R语言复杂网络 r语言wgcna

转载

AI智行者 2023-09-18 15:58:04

文章标签 R语言复杂网络 r语言 html 数据 Soft 文章分类 R语言后端开发

R包WGCNA---转录组WGCNA共表达网络构建（无表型信息）

1. 下载R包WGCNA
2. 运行步骤

2.1参数筛选和模块计算
2.2 全部基因所属模块信息输出
2.3 计算KME值并输出筛选基因结果
2.4 导出Cytoscape格式网络数据
2.5 从TOM矩阵中提取固定基因集的Cytoscape数据

参考

最近有一个需求，需要使用多个分组的RNA-seq数据（包含CK在内共30个处理）进行共表达网络构建。将网上搜索的资料整理如下，作为记录。

1. 下载R包WGCNA

目前，共表达网络构建通常使用WGCNA这个R包，下载的时候按照官方文档即可。
下载：
当然也可以选择当前版本的R下继续安装，这就需要手动安装很多R包，最终完成安装，官网中也有相关的方法介绍。如果使用的Mac OS X系统，有时安装失败，也要重新安装才行【1】。

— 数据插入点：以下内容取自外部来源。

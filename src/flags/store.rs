//! Flag store adapter.
//!
//! All durable flag state lives behind this handle. Every query is scoped
//! by tenant id; nothing here issues an unscoped read or write. Uniqueness
//! of the (tenant, feature, environment) triple is enforced by the store's
//! own index, which also serializes concurrent upserts racing on the same
//! triple.

use super::types::{Environment, Rollout};
use crate::orm::{features, flags};
use chrono::Utc;
use sea_orm::{
    entity::*, query::*, sea_query::Expr, DatabaseConnection, DatabaseTransaction, DbErr, Set,
    TransactionTrait,
};
use std::collections::HashMap;

/// Handle to flag persistence, constructed once at startup.
#[derive(Clone)]
pub struct FlagStore {
    db: DatabaseConnection,
}

impl FlagStore {
    pub fn new(db: DatabaseConnection) -> Self {
        Self { db }
    }

    /// Whether the referenced feature exists at all. Backs the
    /// feature-not-found condition on upsert, distinct from generic failure.
    pub async fn feature_exists(&self, feature_id: i32) -> Result<bool, DbErr> {
        let feature = features::Entity::find_by_id(feature_id).one(&self.db).await?;
        Ok(feature.is_some())
    }

    /// Point lookup by natural key.
    pub async fn find_one(
        &self,
        tenant_id: i32,
        feature_id: i32,
        env: Environment,
    ) -> Result<Option<flags::Model>, DbErr> {
        flags::Entity::find()
            .filter(flags::Column::TenantId.eq(tenant_id))
            .filter(flags::Column::FeatureId.eq(feature_id))
            .filter(flags::Column::Environment.eq(env.as_str()))
            .one(&self.db)
            .await
    }

    /// Lookup by record id, scoped to the tenant. A record owned by another
    /// tenant is indistinguishable from an absent one.
    pub async fn find_by_id(
        &self,
        flag_id: i32,
        tenant_id: i32,
    ) -> Result<Option<flags::Model>, DbErr> {
        flags::Entity::find()
            .filter(flags::Column::Id.eq(flag_id))
            .filter(flags::Column::TenantId.eq(tenant_id))
            .one(&self.db)
            .await
    }

    /// Create-or-replace the record for a triple. Non-key fields are fully
    /// replaced. Returns the stored record and whether it was newly created.
    pub async fn upsert(
        &self,
        tenant_id: i32,
        feature_id: i32,
        env: Environment,
        enabled: bool,
        rollout: &Rollout,
    ) -> Result<(flags::Model, bool), DbErr> {
        let now = Utc::now().naive_utc();

        match self.find_one(tenant_id, feature_id, env).await? {
            Some(existing) => {
                flags::Entity::update_many()
                    .col_expr(flags::Column::Enabled, Expr::value(enabled))
                    .col_expr(flags::Column::Strategy, Expr::value(rollout.strategy()))
                    .col_expr(
                        flags::Column::StrategyValue,
                        Expr::value(rollout.strategy_value()),
                    )
                    .col_expr(flags::Column::UpdatedAt, Expr::value(now))
                    .filter(flags::Column::Id.eq(existing.id))
                    .exec(&self.db)
                    .await?;

                let updated = self
                    .find_one(tenant_id, feature_id, env)
                    .await?
                    .ok_or_else(|| {
                        DbErr::Custom(format!(
                            "Flag for feature {} vanished during upsert",
                            feature_id
                        ))
                    })?;
                Ok((updated, false))
            }
            None => {
                let record = flags::ActiveModel {
                    tenant_id: Set(tenant_id),
                    feature_id: Set(feature_id),
                    environment: Set(env.as_str().to_string()),
                    enabled: Set(enabled),
                    strategy: Set(rollout.strategy().to_string()),
                    strategy_value: Set(rollout.strategy_value()),
                    created_at: Set(now),
                    updated_at: Set(now),
                    ..Default::default()
                };
                let inserted = record.insert(&self.db).await?;
                Ok((inserted, true))
            }
        }
    }

    /// Delete by record id, scoped to the tenant. Returns whether a row was
    /// actually removed.
    pub async fn delete(&self, flag_id: i32, tenant_id: i32) -> Result<bool, DbErr> {
        let result = flags::Entity::delete_many()
            .filter(flags::Column::Id.eq(flag_id))
            .filter(flags::Column::TenantId.eq(tenant_id))
            .exec(&self.db)
            .await?;
        Ok(result.rows_affected > 0)
    }

    /// Paged listing of a tenant's flags in one environment, joined with
    /// their features, plus the total row count for pagination. The optional
    /// filter matches a substring of the feature name.
    pub async fn list(
        &self,
        tenant_id: i32,
        env: Environment,
        filter: Option<&str>,
        offset: u64,
        limit: u64,
    ) -> Result<(Vec<(flags::Model, features::Model)>, u64), DbErr> {
        // Resolve the name filter to feature ids up front so both the count
        // and the page query share the same scope.
        let matching_features = match filter {
            Some(filter) => {
                let matching = features::Entity::find()
                    .filter(features::Column::Name.contains(filter))
                    .all(&self.db)
                    .await?;
                if matching.is_empty() {
                    return Ok((Vec::new(), 0));
                }
                Some(matching.iter().map(|f| f.id).collect::<Vec<i32>>())
            }
            None => None,
        };

        let total = scoped_query(tenant_id, env, matching_features.clone())
            .count(&self.db)
            .await? as u64;

        let rows = scoped_query(tenant_id, env, matching_features)
            .order_by_asc(flags::Column::Id)
            .offset(offset)
            .limit(limit)
            .all(&self.db)
            .await?;

        if rows.is_empty() {
            return Ok((Vec::new(), total));
        }

        let feature_ids: Vec<i32> = rows.iter().map(|r| r.feature_id).collect();
        let features_by_id: HashMap<i32, features::Model> = features::Entity::find()
            .filter(features::Column::Id.is_in(feature_ids))
            .all(&self.db)
            .await?
            .into_iter()
            .map(|f| (f.id, f))
            .collect();

        let joined = rows
            .into_iter()
            .filter_map(|flag| match features_by_id.get(&flag.feature_id) {
                Some(feature) => Some((flag, feature.clone())),
                None => {
                    log::warn!(
                        "Flag {} references missing feature {}",
                        flag.id,
                        flag.feature_id
                    );
                    None
                }
            })
            .collect();

        Ok((joined, total))
    }

    /// All of a tenant's flags in one environment, for promotion.
    pub async fn list_all(
        &self,
        tenant_id: i32,
        env: Environment,
    ) -> Result<Vec<flags::Model>, DbErr> {
        flags::Entity::find()
            .filter(flags::Column::TenantId.eq(tenant_id))
            .filter(flags::Column::Environment.eq(env.as_str()))
            .order_by_asc(flags::Column::Id)
            .all(&self.db)
            .await
    }

    /// Upsert every source record into the target environment as a single
    /// transaction. Either all records land or, on any failure before
    /// commit, none do.
    pub async fn promote_records(
        &self,
        tenant_id: i32,
        target: Environment,
        records: &[flags::Model],
    ) -> Result<u64, DbErr> {
        let txn = self.db.begin().await?;
        let promoted = copy_into(&txn, tenant_id, target, records).await?;
        txn.commit().await?;
        Ok(promoted)
    }
}

/// Tenant- and environment-scoped base query, optionally narrowed to a set
/// of feature ids resolved from a name filter.
fn scoped_query(
    tenant_id: i32,
    env: Environment,
    feature_ids: Option<Vec<i32>>,
) -> sea_orm::Select<flags::Entity> {
    let query = flags::Entity::find()
        .filter(flags::Column::TenantId.eq(tenant_id))
        .filter(flags::Column::Environment.eq(env.as_str()));

    match feature_ids {
        Some(ids) => query.filter(flags::Column::FeatureId.is_in(ids)),
        None => query,
    }
}

/// Derive a target-environment row from each source record and upsert it
/// inside the supplied transaction. The target row gets its own identity
/// and timestamps; `enabled`, `strategy`, and `strategy_value` are copied
/// verbatim.
async fn copy_into(
    txn: &DatabaseTransaction,
    tenant_id: i32,
    target: Environment,
    records: &[flags::Model],
) -> Result<u64, DbErr> {
    let now = Utc::now().naive_utc();
    let mut promoted = 0u64;

    for record in records {
        let existing = flags::Entity::find()
            .filter(flags::Column::TenantId.eq(tenant_id))
            .filter(flags::Column::FeatureId.eq(record.feature_id))
            .filter(flags::Column::Environment.eq(target.as_str()))
            .one(txn)
            .await?;

        match existing {
            Some(current) => {
                flags::Entity::update_many()
                    .col_expr(flags::Column::Enabled, Expr::value(record.enabled))
                    .col_expr(flags::Column::Strategy, Expr::value(record.strategy.clone()))
                    .col_expr(
                        flags::Column::StrategyValue,
                        Expr::value(record.strategy_value.clone()),
                    )
                    .col_expr(flags::Column::UpdatedAt, Expr::value(now))
                    .filter(flags::Column::Id.eq(current.id))
                    .exec(txn)
                    .await?;
            }
            None => {
                let derived = flags::ActiveModel {
                    tenant_id: Set(tenant_id),
                    feature_id: Set(record.feature_id),
                    environment: Set(target.as_str().to_string()),
                    enabled: Set(record.enabled),
                    strategy: Set(record.strategy.clone()),
                    strategy_value: Set(record.strategy_value.clone()),
                    created_at: Set(now),
                    updated_at: Set(now),
                    ..Default::default()
                };
                flags::Entity::insert(derived).exec(txn).await?;
            }
        }
        promoted += 1;
    }

    Ok(promoted)
}
//! Audit recorder.
//!
//! Appends one immutable entry per flag change or promotion. Appends are
//! best-effort: a failed audit write is logged and swallowed so the primary
//! mutation is never blocked or rolled back by audit-trail unavailability.

use crate::orm::audit_log;
use chrono::Utc;
use sea_orm::{entity::*, query::*, DatabaseConnection, DbErr, Set};
use serde_json::json;

/// Entity kind for single-flag changes
pub const ENTITY_FLAG: &str = "flag";
/// Entity kind for bulk environment promotions
pub const ENTITY_ENVIRONMENT: &str = "environment";

/// Change type recorded with each entry
#[derive(Copy, Clone, Debug, PartialEq, Eq)]
pub enum AuditAction {
    Create,
    Update,
    Delete,
    Promote,
}

impl AuditAction {
    pub fn as_str(&self) -> &'static str {
        match self {
            AuditAction::Create => "CREATE",
            AuditAction::Update => "UPDATE",
            AuditAction::Delete => "DELETE",
            AuditAction::Promote => "PROMOTE",
        }
    }
}

/// Diff payload for a create, update, or delete.
/// `before` is null on CREATE, `after` is null on DELETE.
pub fn change_diff(
    before: Option<serde_json::Value>,
    after: Option<serde_json::Value>,
) -> serde_json::Value {
    json!({ "before": before, "after": after })
}

/// Diff payload summarizing one environment promotion.
pub fn promotion_diff(source_env: &str, target_env: &str, promoted_count: u64) -> serde_json::Value {
    json!({
        "source_env": source_env,
        "target_env": target_env,
        "promoted_count": promoted_count,
    })
}

/// Appends audit entries to the durable log.
#[derive(Clone)]
pub struct AuditRecorder {
    db: DatabaseConnection,
}

impl AuditRecorder {
    pub fn new(db: DatabaseConnection) -> Self {
        Self { db }
    }

    /// Append one entry. Failures are logged, never propagated.
    pub async fn record(
        &self,
        tenant_id: i32,
        actor: &str,
        action: AuditAction,
        entity_kind: &str,
        entity_id: String,
        diff: Option<serde_json::Value>,
    ) {
        let entry = audit_log::ActiveModel {
            tenant_id: Set(tenant_id),
            actor: Set(actor.to_string()),
            action: Set(action.as_str().to_string()),
            entity_kind: Set(entity_kind.to_string()),
            entity_id: Set(entity_id),
            diff: Set(diff),
            created_at: Set(Utc::now().naive_utc()),
            ..Default::default()
        };

        if let Err(e) = entry.insert(&self.db).await {
            log::warn!(
                "Audit append failed (tenant {}, action {}): {}",
                tenant_id,
                action.as_str(),
                e
            );
        }
    }

    /// Newest-first page of a tenant's audit trail.
    pub async fn list_for_tenant(
        &self,
        tenant_id: i32,
        offset: u64,
        limit: u64,
    ) -> Result<(Vec<audit_log::Model>, u64), DbErr> {
        let total = audit_log::Entity::find()
            .filter(audit_log::Column::TenantId.eq(tenant_id))
            .count(&self.db)
            .await? as u64;

        let entries = audit_log::Entity::find()
            .filter(audit_log::Column::TenantId.eq(tenant_id))
            .order_by_desc(audit_log::Column::CreatedAt)
            .order_by_desc(audit_log::Column::Id)
            .offset(offset)
            .limit(limit)
            .all(&self.db)
            .await?;

        Ok((entries, total))
    }
}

为了方便，我选择conda新建R4.1环境，然后下载最新的R版本R4.1.2，再完成安装。

## R version 4.1.2 (2021-11-01) -- "Bird Hippie"
install.packages("BiocManager")
BiocManager::install("WGCNA")

2. 运行步骤

2.1参数筛选和模块计算

参看【2】的链接，我们可以找到其中相关的教程方法，并且详细描述了相关的代码和图片结果。
使用下面的代码得到样本聚类图、软阈值筛选图、模块聚类图和模块相关性图。并保存网络计算结果net.wgcna.RData以及TOM矩阵结果。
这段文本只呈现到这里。